Bemerkenswert ist dabei zweierlei: Zum einen war Weißenau ein echter Nachzügler, die meisten Pfarreien im Schussental besaßen damals längst eigene Blutreitergruppen. So etwa St. Christina (1906), Berg (1906), Ravensburg (1907), Schmalegg (1907) und Eschach (1908). Zum anderen ging es den Weißenauern zunächst darum, das Weingartener Heilige Blut zu verehren – und nicht ihre eigene, ebenso wertvolle Heilig-Blut-Reliquie, die bis heute in der Pfarrkirche Weißenau verwahrt wird. Erst in den 1950er Jahren knüpfte die Blutreitergruppe an die jahrhundertealte Tradition der Weißenauer Blutritte an. Diese wurden erstmals im 17. Jahrhundert vom damaligen Abt des Klosters, Johannes Christophorus Härtlin, beschrieben. Demnach zogen zweimal im Jahr Reiterprozessionen mit dem Heiligen Blut durch die Fluren, um „Heuschrecken von Äckern, Weinbergen und Bäumen zu vertreiben und um Regen und die Vermeidung von Hagel zu bitten.“

An der Blutfreitagsprozession am 30. Mai 1924 nahmen die zwölf Weißenauer Reiter als Gruppe teil – allerdings noch im Verbund mit der Blutreitergruppe Eschach. Die Premiere fiel gründlich ins Wasser: Während der Prozession regnete es in Strömen, so dass Mensch und Tier nur so vor Nässe trieften. Herrliches Maiwetter herrschte dagegen beim Blutritt am 22. Mai 1925, als 25 Weißenauer angeführt von Gruppenführer Leibinger und Pfarrer Notz und begleitet vom Musikverein Sternberg erstmals als eigenständige Formation auftraten. Eine erste Standarte und weiße Schärpen – eine Reminiszenz an die „weißen Mönche“ des Prämonstratenser-Ordens, die 1145 das Kloster Weißenau gegründet hatten – sorgten für den feierlichen Auftritt der Gruppe.

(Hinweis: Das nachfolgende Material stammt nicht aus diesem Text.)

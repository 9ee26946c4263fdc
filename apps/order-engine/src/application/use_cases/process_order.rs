//! Process Order Use Case
//!
//! `OrderProcessor` persists orders through an injected [`DataAccessPort`].
//! It never constructs or names a backend; whoever builds the processor owns
//! the backend and hands in a shared reference.

use std::sync::Arc;

use tracing::Instrument;

use crate::application::ports::{DataAccessError, DataAccessPort, QueryOutcome};
use crate::application::queries;
use crate::domain::order_processing::{Order, OrderError, OrderReceipt};

/// Error raised when a component is wired without a required collaborator.
#[derive(Debug, Clone, PartialEq, Eq, thiserror::Error)]
pub enum ConfigurationError {
    /// A required dependency was not supplied.
    #[error("Missing required dependency: {dependency}")]
    MissingDependency {
        /// Name of the missing collaborator.
        dependency: &'static str,
    },
}

/// Errors from [`OrderProcessor::process_order`].
#[derive(Debug, Clone, PartialEq, Eq, thiserror::Error)]
pub enum ProcessOrderError {
    /// The order failed validation; the backend was not touched.
    #[error("Invalid order: {0}")]
    InvalidOrder(#[from] OrderError),

    /// The backend reported a failure.
    #[error(transparent)]
    DataAccess(#[from] DataAccessError),
}

/// Use case for processing orders.
///
/// `D` may be a trait object (`OrderProcessor<dyn DataAccessPort>`) when the
/// backend is chosen at runtime.
pub struct OrderProcessor<D>
where
    D: DataAccessPort + ?Sized,
{
    data_access: Arc<D>,
}

impl<D> OrderProcessor<D>
where
    D: DataAccessPort + ?Sized,
{
    /// Create a new OrderProcessor.
    pub const fn new(data_access: Arc<D>) -> Self {
        Self { data_access }
    }

    /// Start building a processor.
    pub fn builder() -> OrderProcessorBuilder<D> {
        OrderProcessorBuilder::default()
    }

    /// Create a processor from a dependency that may be absent.
    ///
    /// # Errors
    ///
    /// Returns [`ConfigurationError::MissingDependency`] when `data_access` is `None`.
    pub fn try_from_optional(data_access: Option<Arc<D>>) -> Result<Self, ConfigurationError> {
        data_access
            .map(Self::new)
            .ok_or(ConfigurationError::MissingDependency {
                dependency: "data_access",
            })
    }

    /// Create the orders table if the backend does not have it yet.
    pub async fn initialize_schema(&self) -> Result<(), ProcessOrderError> {
        self.run_in_session(queries::CREATE_ORDERS_TABLE).await?;
        tracing::debug!("Order schema initialized");
        Ok(())
    }

    /// Validate, price and record an order.
    ///
    /// Opens a connection, executes the insert statement, and closes the
    /// connection again. Backend failures are returned unchanged.
    pub async fn process_order(&self, order: &Order) -> Result<OrderReceipt, ProcessOrderError> {
        let span = tracing::info_span!("process_order", order_id = %order.id());
        self.process_order_inner(order).instrument(span).await
    }

    async fn process_order_inner(&self, order: &Order) -> Result<OrderReceipt, ProcessOrderError> {
        order.validate()?;

        let total = order.calculate_total();
        let statement = queries::insert_order(order, total);

        let outcome = self.run_in_session(&statement).await.inspect_err(|e| {
            tracing::error!(error = %e, "Failed to persist order");
        })?;

        tracing::info!(
            sku = %order.item().sku(),
            quantity = %order.quantity(),
            total = %total,
            "Order processed"
        );

        Ok(OrderReceipt::for_order(order, total, outcome.rows_affected))
    }

    /// Connect, run one statement, disconnect.
    ///
    /// A failed statement wins over a failed disconnect; the latter is logged.
    async fn run_in_session(&self, statement: &str) -> Result<QueryOutcome, DataAccessError> {
        self.data_access.connect().await?;

        let result = self.data_access.execute_query(statement).await;
        let disconnected = self.data_access.disconnect().await;

        match (result, disconnected) {
            (Ok(outcome), Ok(())) => Ok(outcome),
            (Ok(_), Err(e)) => Err(e),
            (Err(e), Ok(())) => Err(e),
            (Err(e), Err(disconnect_err)) => {
                tracing::warn!(error = %disconnect_err, "Disconnect after failed query also failed");
                Err(e)
            }
        }
    }
}

impl<D> Clone for OrderProcessor<D>
where
    D: DataAccessPort + ?Sized,
{
    fn clone(&self) -> Self {
        Self {
            data_access: Arc::clone(&self.data_access),
        }
    }
}

/// Builder for [`OrderProcessor`].
pub struct OrderProcessorBuilder<D>
where
    D: DataAccessPort + ?Sized,
{
    data_access: Option<Arc<D>>,
}

impl<D> Default for OrderProcessorBuilder<D>
where
    D: DataAccessPort + ?Sized,
{
    fn default() -> Self {
        Self { data_access: None }
    }
}

impl<D> OrderProcessorBuilder<D>
where
    D: DataAccessPort + ?Sized,
{
    /// Set the data access backend.
    #[must_use]
    pub fn data_access(mut self, data_access: Arc<D>) -> Self {
        self.data_access = Some(data_access);
        self
    }

    /// Build the processor.
    ///
    /// # Errors
    ///
    /// Returns [`ConfigurationError::MissingDependency`] if no backend was set.
    pub fn build(self) -> Result<OrderProcessor<D>, ConfigurationError> {
        OrderProcessor::try_from_optional(self.data_access)
    }
}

Max Leibinger starb im März 1930 mit nur 44 Jahren. Im August desselben Jahres wurde Pfarrer Notz von Bischof Sproll als Garnisonspfarrer nach Ulm versetzt, wo er bis 1945 blieb. 1947 kehrte er nach Ravensburg zurück und nahm selbst mit über 80 Jahren noch am Blutritt teil.

Frank Vollmer

Erschienen in: Schwäbischen Zeitung, 16. Juni 2023.

Das Foto zeigt die Blutreitergruppe Weißenau beim Blutritt in Weingarten im Jahr 1925 oder 1926. In der ersten Reihe (rechts) reitet Gruppenführer Max Leibinger, in der vierten Reihe (Mitte) Pfarrer Max Notz.